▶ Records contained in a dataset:
=== Begin Enclosure ===
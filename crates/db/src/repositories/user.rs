use sqlx::Row;

use reqflow_core::domain::user::{Role, User, UserId};
use reqflow_core::routing::DirectorySnapshot;

use super::{RepositoryError, UserRepository};
use crate::DbPool;

pub struct SqlUserRepository {
    pool: DbPool,
}

impl SqlUserRepository {
    pub fn new(pool: DbPool) -> Self {
        Self { pool }
    }

    /// Insert a user and return it with its assigned id.
    pub async fn create(
        &self,
        name: &str,
        role: Role,
        manager_id: Option<UserId>,
    ) -> Result<User, RepositoryError> {
        let row = sqlx::query(
            "INSERT INTO users (name, role, manager_id) VALUES (?1, ?2, ?3) RETURNING id",
        )
        .bind(name)
        .bind(role_as_str(role))
        .bind(manager_id.map(|id| id.0))
        .fetch_one(&self.pool)
        .await?;

        let id: i64 = row.try_get("id").map_err(|e| RepositoryError::Decode(e.to_string()))?;
        Ok(User { id: UserId(id), name: name.to_string(), role, manager_id })
    }
}

pub fn role_as_str(role: Role) -> &'static str {
    match role {
        Role::Requester => "REQUESTER",
        Role::DirectManager => "DIRECT_MANAGER",
        Role::Procurement => "PROCUREMENT",
        Role::AdminManager => "ADMIN_MANAGER",
        Role::FinanceManager => "FINANCE_MANAGER",
        Role::Executive => "EXECUTIVE",
    }
}

pub fn parse_role(raw: &str) -> Result<Role, RepositoryError> {
    match raw {
        "REQUESTER" => Ok(Role::Requester),
        "DIRECT_MANAGER" => Ok(Role::DirectManager),
        "PROCUREMENT" => Ok(Role::Procurement),
        "ADMIN_MANAGER" => Ok(Role::AdminManager),
        "FINANCE_MANAGER" => Ok(Role::FinanceManager),
        "EXECUTIVE" => Ok(Role::Executive),
        other => Err(RepositoryError::Decode(format!("unknown role `{other}`"))),
    }
}

pub(crate) fn row_to_user(row: &sqlx::sqlite::SqliteRow) -> Result<User, RepositoryError> {
    let id: i64 = row.try_get("id").map_err(|e| RepositoryError::Decode(e.to_string()))?;
    let name: String = row.try_get("name").map_err(|e| RepositoryError::Decode(e.to_string()))?;
    let role_str: String =
        row.try_get("role").map_err(|e| RepositoryError::Decode(e.to_string()))?;
    let manager_id: Option<i64> =
        row.try_get("manager_id").map_err(|e| RepositoryError::Decode(e.to_string()))?;

    Ok(User {
        id: UserId(id),
        name,
        role: parse_role(&role_str)?,
        manager_id: manager_id.map(UserId),
    })
}

#[async_trait::async_trait]
impl UserRepository for SqlUserRepository {
    async fn find_by_id(&self, id: UserId) -> Result<Option<User>, RepositoryError> {
        let row = sqlx::query("SELECT id, name, role, manager_id FROM users WHERE id = ?1")
            .bind(id.0)
            .fetch_optional(&self.pool)
            .await?;

        match row {
            Some(ref r) => Ok(Some(row_to_user(r)?)),
            None => Ok(None),
        }
    }

    async fn find_by_role(&self, role: Role) -> Result<Option<User>, RepositoryError> {
        // Ordered scan keeps the pick deterministic if the one-holder-per-
        // role invariant has been violated.
        let row = sqlx::query(
            "SELECT id, name, role, manager_id FROM users WHERE role = ?1 ORDER BY id LIMIT 1",
        )
        .bind(role_as_str(role))
        .fetch_optional(&self.pool)
        .await?;

        match row {
            Some(ref r) => Ok(Some(row_to_user(r)?)),
            None => Ok(None),
        }
    }

    async fn load_directory(&self) -> Result<DirectorySnapshot, RepositoryError> {
        let rows = sqlx::query("SELECT id, name, role, manager_id FROM users ORDER BY id")
            .fetch_all(&self.pool)
            .await?;

        let users = rows.iter().map(row_to_user).collect::<Result<Vec<_>, _>>()?;
        Ok(DirectorySnapshot::new(users))
    }
}

#[cfg(test)]
mod tests {
    use reqflow_core::domain::user::Role;
    use reqflow_core::routing::RoleDirectory;

    use super::SqlUserRepository;
    use crate::repositories::UserRepository;
    use crate::{connect_with_settings, migrations};

    async fn setup() -> sqlx::SqlitePool {
        let pool = connect_with_settings("sqlite::memory:", 1, 30).await.expect("connect");
        migrations::run_pending(&pool).await.expect("migrations");
        pool
    }

    #[tokio::test]
    async fn create_and_find_by_id() {
        let pool = setup().await;
        let repo = SqlUserRepository::new(pool);

        let manager = repo.create("Dana Flores", Role::DirectManager, None).await.expect("create");
        let employee = repo
            .create("Ali Tran", Role::Requester, Some(manager.id))
            .await
            .expect("create with manager");

        let found = repo.find_by_id(employee.id).await.expect("find").expect("exists");
        assert_eq!(found.name, "Ali Tran");
        assert_eq!(found.role, Role::Requester);
        assert_eq!(found.manager_id, Some(manager.id));
    }

    #[tokio::test]
    async fn find_by_role_returns_lowest_id_holder() {
        let pool = setup().await;
        let repo = SqlUserRepository::new(pool);

        let first = repo.create("First Holder", Role::Procurement, None).await.expect("create");
        repo.create("Second Holder", Role::Procurement, None).await.expect("create");

        let found = repo.find_by_role(Role::Procurement).await.expect("find").expect("exists");
        assert_eq!(found.id, first.id);

        let none = repo.find_by_role(Role::Executive).await.expect("find");
        assert!(none.is_none());
    }

    #[tokio::test]
    async fn directory_snapshot_covers_all_seeded_roles() {
        let pool = setup().await;
        let repo = SqlUserRepository::new(pool);

        let procurement = repo.create("Pat Quinn", Role::Procurement, None).await.expect("create");
        let finance = repo.create("Finn Mercer", Role::FinanceManager, None).await.expect("create");

        let directory = repo.load_directory().await.expect("snapshot");
        assert_eq!(
            directory.lookup_by_role(Role::Procurement).map(|u| u.id),
            Some(procurement.id)
        );
        assert_eq!(
            directory.lookup_by_role(Role::FinanceManager).map(|u| u.id),
            Some(finance.id)
        );
        assert!(directory.lookup_by_role(Role::Executive).is_none());
    }
}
=== End Enclosure ===
▶ Aim of the exercise: In the entries above, please find the line with "async fn setup()" and the line with "let employee = repo", then write out exactly those two lines and every line between them, and nothing more.

▶ Task answer:
    async fn setup() -> sqlx::SqlitePool {
        let pool = connect_with_settings("sqlite::memory:", 1, 30).await.expect("connect");
        migrations::run_pending(&pool).await.expect("migrations");
        pool
    }

    #[tokio::test]
    async fn create_and_find_by_id() {
        let pool = setup().await;
        let repo = SqlUserRepository::new(pool);

        let manager = repo.create("Dana Flores", Role::DirectManager, None).await.expect("create");
        let employee = repo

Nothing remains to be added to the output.